**Work required**
Below are some lines of data. Return all of them as they are.

**Information**
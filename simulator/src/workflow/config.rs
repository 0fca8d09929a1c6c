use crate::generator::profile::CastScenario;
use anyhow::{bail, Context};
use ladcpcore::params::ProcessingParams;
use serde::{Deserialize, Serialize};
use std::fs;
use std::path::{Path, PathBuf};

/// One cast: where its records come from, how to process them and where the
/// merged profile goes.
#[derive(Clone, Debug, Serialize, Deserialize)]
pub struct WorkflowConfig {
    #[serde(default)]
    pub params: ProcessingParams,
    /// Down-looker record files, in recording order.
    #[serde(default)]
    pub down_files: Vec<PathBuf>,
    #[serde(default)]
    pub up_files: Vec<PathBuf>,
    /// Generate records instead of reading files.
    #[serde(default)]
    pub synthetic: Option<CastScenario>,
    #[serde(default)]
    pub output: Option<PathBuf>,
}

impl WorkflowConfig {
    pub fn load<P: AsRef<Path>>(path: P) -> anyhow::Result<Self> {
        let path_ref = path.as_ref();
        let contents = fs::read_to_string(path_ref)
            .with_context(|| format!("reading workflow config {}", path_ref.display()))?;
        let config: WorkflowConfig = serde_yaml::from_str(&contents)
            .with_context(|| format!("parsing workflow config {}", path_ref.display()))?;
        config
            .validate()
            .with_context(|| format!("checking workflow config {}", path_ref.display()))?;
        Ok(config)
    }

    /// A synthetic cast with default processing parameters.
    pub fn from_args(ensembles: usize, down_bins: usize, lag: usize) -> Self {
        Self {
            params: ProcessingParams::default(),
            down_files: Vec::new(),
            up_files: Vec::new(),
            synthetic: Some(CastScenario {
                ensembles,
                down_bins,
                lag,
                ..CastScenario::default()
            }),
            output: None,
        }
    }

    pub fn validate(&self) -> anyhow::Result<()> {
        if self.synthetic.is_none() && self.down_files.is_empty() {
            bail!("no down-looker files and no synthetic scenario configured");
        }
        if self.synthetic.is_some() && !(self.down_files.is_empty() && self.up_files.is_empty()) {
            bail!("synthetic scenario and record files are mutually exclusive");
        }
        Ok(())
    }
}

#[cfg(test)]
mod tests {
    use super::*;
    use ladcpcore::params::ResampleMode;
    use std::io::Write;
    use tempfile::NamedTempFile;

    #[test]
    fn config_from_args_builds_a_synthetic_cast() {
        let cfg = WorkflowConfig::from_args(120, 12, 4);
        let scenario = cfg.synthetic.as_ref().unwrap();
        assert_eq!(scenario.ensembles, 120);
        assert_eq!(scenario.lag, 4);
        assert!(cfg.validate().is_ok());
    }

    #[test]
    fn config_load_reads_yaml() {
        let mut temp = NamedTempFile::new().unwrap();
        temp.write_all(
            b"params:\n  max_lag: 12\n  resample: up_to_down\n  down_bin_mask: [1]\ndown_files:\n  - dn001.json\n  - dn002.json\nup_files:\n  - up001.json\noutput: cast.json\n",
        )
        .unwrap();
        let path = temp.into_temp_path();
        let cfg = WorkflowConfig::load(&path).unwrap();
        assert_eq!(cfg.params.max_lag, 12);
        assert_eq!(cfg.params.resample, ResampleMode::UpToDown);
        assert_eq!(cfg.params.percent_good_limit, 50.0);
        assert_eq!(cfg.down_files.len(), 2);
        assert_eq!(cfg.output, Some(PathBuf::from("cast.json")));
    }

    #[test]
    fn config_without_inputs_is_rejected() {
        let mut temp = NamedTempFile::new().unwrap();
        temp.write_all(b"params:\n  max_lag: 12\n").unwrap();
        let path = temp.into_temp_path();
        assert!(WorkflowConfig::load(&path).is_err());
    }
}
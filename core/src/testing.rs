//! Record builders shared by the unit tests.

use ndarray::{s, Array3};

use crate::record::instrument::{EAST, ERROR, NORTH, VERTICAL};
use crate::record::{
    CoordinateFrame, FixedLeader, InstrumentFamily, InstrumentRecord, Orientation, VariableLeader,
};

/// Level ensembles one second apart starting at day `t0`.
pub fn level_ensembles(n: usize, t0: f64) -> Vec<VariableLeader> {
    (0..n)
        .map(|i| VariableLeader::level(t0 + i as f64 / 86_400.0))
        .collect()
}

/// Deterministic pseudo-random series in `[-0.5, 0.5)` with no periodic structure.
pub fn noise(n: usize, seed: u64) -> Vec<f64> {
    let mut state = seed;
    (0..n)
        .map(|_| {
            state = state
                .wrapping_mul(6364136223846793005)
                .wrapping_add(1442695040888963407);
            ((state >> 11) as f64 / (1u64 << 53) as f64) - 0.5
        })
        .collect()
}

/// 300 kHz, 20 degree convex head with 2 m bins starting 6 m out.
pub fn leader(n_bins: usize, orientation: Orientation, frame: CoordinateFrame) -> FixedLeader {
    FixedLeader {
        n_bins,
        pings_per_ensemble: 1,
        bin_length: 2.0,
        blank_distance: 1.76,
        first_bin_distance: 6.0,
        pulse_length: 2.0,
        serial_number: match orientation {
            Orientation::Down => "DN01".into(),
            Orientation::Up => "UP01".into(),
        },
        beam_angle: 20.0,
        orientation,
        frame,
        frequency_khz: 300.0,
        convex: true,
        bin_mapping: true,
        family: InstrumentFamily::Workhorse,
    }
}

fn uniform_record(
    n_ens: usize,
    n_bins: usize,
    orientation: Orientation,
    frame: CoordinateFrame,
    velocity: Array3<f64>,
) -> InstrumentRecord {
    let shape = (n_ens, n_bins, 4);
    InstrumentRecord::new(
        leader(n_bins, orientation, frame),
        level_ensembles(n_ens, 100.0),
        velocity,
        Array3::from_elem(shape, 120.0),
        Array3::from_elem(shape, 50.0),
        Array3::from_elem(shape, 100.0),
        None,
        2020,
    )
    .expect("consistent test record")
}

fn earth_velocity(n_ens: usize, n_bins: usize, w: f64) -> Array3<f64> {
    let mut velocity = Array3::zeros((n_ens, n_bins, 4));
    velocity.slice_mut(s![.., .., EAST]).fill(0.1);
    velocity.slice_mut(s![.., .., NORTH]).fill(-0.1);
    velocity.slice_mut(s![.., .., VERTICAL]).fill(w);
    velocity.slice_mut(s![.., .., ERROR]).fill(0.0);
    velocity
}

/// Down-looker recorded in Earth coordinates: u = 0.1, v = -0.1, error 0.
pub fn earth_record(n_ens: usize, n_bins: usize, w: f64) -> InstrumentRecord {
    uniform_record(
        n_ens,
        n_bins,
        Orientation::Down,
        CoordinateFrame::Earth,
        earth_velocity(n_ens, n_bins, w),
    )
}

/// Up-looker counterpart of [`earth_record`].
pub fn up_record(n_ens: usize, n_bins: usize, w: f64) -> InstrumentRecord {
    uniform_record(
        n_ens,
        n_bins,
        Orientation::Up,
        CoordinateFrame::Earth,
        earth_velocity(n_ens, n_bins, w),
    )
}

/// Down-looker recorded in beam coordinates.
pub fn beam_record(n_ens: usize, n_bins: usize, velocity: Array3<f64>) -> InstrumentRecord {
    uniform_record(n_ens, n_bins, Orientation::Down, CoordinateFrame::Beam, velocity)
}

**Result**
filename simulator/src/workflow/config.rs
repository 0fca8d09929a1c6c
use crate::generator::profile::CastScenario;
use anyhow::{bail, Context};
use ladcpcore::params::ProcessingParams;
use serde::{Deserialize, Serialize};
use std::fs;
use std::path::{Path, PathBuf};

/// One cast: where its records come from, how to process them and where the
/// merged profile goes.
#[derive(Clone, Debug, Serialize, Deserialize)]
pub struct WorkflowConfig {
    #[serde(default)]
    pub params: ProcessingParams,
    /// Down-looker record files, in recording order.
    #[serde(default)]
    pub down_files: Vec<PathBuf>,
    #[serde(default)]
    pub up_files: Vec<PathBuf>,
    /// Generate records instead of reading files.
    #[serde(default)]
    pub synthetic: Option<CastScenario>,
    #[serde(default)]
    pub output: Option<PathBuf>,
}

impl WorkflowConfig {
    pub fn load<P: AsRef<Path>>(path: P) -> anyhow::Result<Self> {
        let path_ref = path.as_ref();
        let contents = fs::read_to_string(path_ref)
            .with_context(|| format!("reading workflow config {}", path_ref.display()))?;
        let config: WorkflowConfig = serde_yaml::from_str(&contents)
            .with_context(|| format!("parsing workflow config {}", path_ref.display()))?;
        config
            .validate()
            .with_context(|| format!("checking workflow config {}", path_ref.display()))?;
        Ok(config)
    }

    /// A synthetic cast with default processing parameters.
    pub fn from_args(ensembles: usize, down_bins: usize, lag: usize) -> Self {
        Self {
            params: ProcessingParams::default(),
            down_files: Vec::new(),
            up_files: Vec::new(),
            synthetic: Some(CastScenario {
                ensembles,
                down_bins,
                lag,
                ..CastScenario::default()
            }),
            output: None,
        }
    }

    pub fn validate(&self) -> anyhow::Result<()> {
        if self.synthetic.is_none() && self.down_files.is_empty() {
            bail!("no down-looker files and no synthetic scenario configured");
        }
        if self.synthetic.is_some() && !(self.down_files.is_empty() && self.up_files.is_empty()) {
            bail!("synthetic scenario and record files are mutually exclusive");
        }
        Ok(())
    }
}

#[cfg(test)]
mod tests {
    use super::*;
    use ladcpcore::params::ResampleMode;
    use std::io::Write;
    use tempfile::NamedTempFile;

    #[test]
    fn config_from_args_builds_a_synthetic_cast() {
        let cfg = WorkflowConfig::from_args(120, 12, 4);
        let scenario = cfg.synthetic.as_ref().unwrap();
        assert_eq!(scenario.ensembles, 120);
        assert_eq!(scenario.lag, 4);
        assert!(cfg.validate().is_ok());
    }

    #[test]
    fn config_load_reads_yaml() {
        let mut temp = NamedTempFile::new().unwrap();
        temp.write_all(
            b"params:\n  max_lag: 12\n  resample: up_to_down\n  down_bin_mask: [1]\ndown_files:\n  - dn001.json\n  - dn002.json\nup_files:\n  - up001.json\noutput: cast.json\n",
        )
        .unwrap();
        let path = temp.into_temp_path();
        let cfg = WorkflowConfig::load(&path).unwrap();
        assert_eq!(cfg.params.max_lag, 12);
        assert_eq!(cfg.params.resample, ResampleMode::UpToDown);
        assert_eq!(cfg.params.percent_good_limit, 50.0);
        assert_eq!(cfg.down_files.len(), 2);
        assert_eq!(cfg.output, Some(PathBuf::from("cast.json")));
    }

    #[test]
    fn config_without_inputs_is_rejected() {
        let mut temp = NamedTempFile::new().unwrap();
        temp.write_all(b"params:\n  max_lag: 12\n").unwrap();
        let path = temp.into_temp_path();
        assert!(WorkflowConfig::load(&path).is_err());
    }
}
filename core/src/testing.rs
//! Record builders shared by the unit tests.

use ndarray::{s, Array3};

use crate::record::instrument::{EAST, ERROR, NORTH, VERTICAL};
use crate::record::{
    CoordinateFrame, FixedLeader, InstrumentFamily, InstrumentRecord, Orientation, VariableLeader,
};

/// Level ensembles one second apart starting at day `t0`.
pub fn level_ensembles(n: usize, t0: f64) -> Vec<VariableLeader> {
    (0..n)
        .map(|i| VariableLeader::level(t0 + i as f64 / 86_400.0))
        .collect()
}

/// Deterministic pseudo-random series in `[-0.5, 0.5)` with no periodic structure.
pub fn noise(n: usize, seed: u64) -> Vec<f64> {
    let mut state = seed;
    (0..n)
        .map(|_| {
            state = state
                .wrapping_mul(6364136223846793005)
                .wrapping_add(1442695040888963407);
            ((state >> 11) as f64 / (1u64 << 53) as f64) - 0.5
        })
        .collect()
}

/// 300 kHz, 20 degree convex head with 2 m bins starting 6 m out.
pub fn leader(n_bins: usize, orientation: Orientation, frame: CoordinateFrame) -> FixedLeader {
    FixedLeader {
        n_bins,
        pings_per_ensemble: 1,
        bin_length: 2.0,
        blank_distance: 1.76,
        first_bin_distance: 6.0,
        pulse_length: 2.0,
        serial_number: match orientation {
            Orientation::Down => "DN01".into(),
            Orientation::Up => "UP01".into(),
        },
        beam_angle: 20.0,
        orientation,
        frame,
        frequency_khz: 300.0,
        convex: true,
        bin_mapping: true,
        family: InstrumentFamily::Workhorse,
    }
}

fn uniform_record(
    n_ens: usize,
    n_bins: usize,
    orientation: Orientation,
    frame: CoordinateFrame,
    velocity: Array3<f64>,
) -> InstrumentRecord {
    let shape = (n_ens, n_bins, 4);
    InstrumentRecord::new(
        leader(n_bins, orientation, frame),
        level_ensembles(n_ens, 100.0),
        velocity,
        Array3::from_elem(shape, 120.0),
        Array3::from_elem(shape, 50.0),
        Array3::from_elem(shape, 100.0),
        None,
        2020,
    )
    .expect("consistent test record")
}

fn earth_velocity(n_ens: usize, n_bins: usize, w: f64) -> Array3<f64> {
    let mut velocity = Array3::zeros((n_ens, n_bins, 4));
    velocity.slice_mut(s![.., .., EAST]).fill(0.1);
    velocity.slice_mut(s![.., .., NORTH]).fill(-0.1);
    velocity.slice_mut(s![.., .., VERTICAL]).fill(w);
    velocity.slice_mut(s![.., .., ERROR]).fill(0.0);
    velocity
}

/// Down-looker recorded in Earth coordinates: u = 0.1, v = -0.1, error 0.
pub fn earth_record(n_ens: usize, n_bins: usize, w: f64) -> InstrumentRecord {
    uniform_record(
        n_ens,
        n_bins,
        Orientation::Down,
        CoordinateFrame::Earth,
        earth_velocity(n_ens, n_bins, w),
    )
}

/// Up-looker counterpart of [`earth_record`].
pub fn up_record(n_ens: usize, n_bins: usize, w: f64) -> InstrumentRecord {
    uniform_record(
        n_ens,
        n_bins,
        Orientation::Up,
        CoordinateFrame::Earth,
        earth_velocity(n_ens, n_bins, w),
    )
}

/// Down-looker recorded in beam coordinates.
pub fn beam_record(n_ens: usize, n_bins: usize, velocity: Array3<f64>) -> InstrumentRecord {
    uniform_record(n_ens, n_bins, Orientation::Down, CoordinateFrame::Beam, velocity)
}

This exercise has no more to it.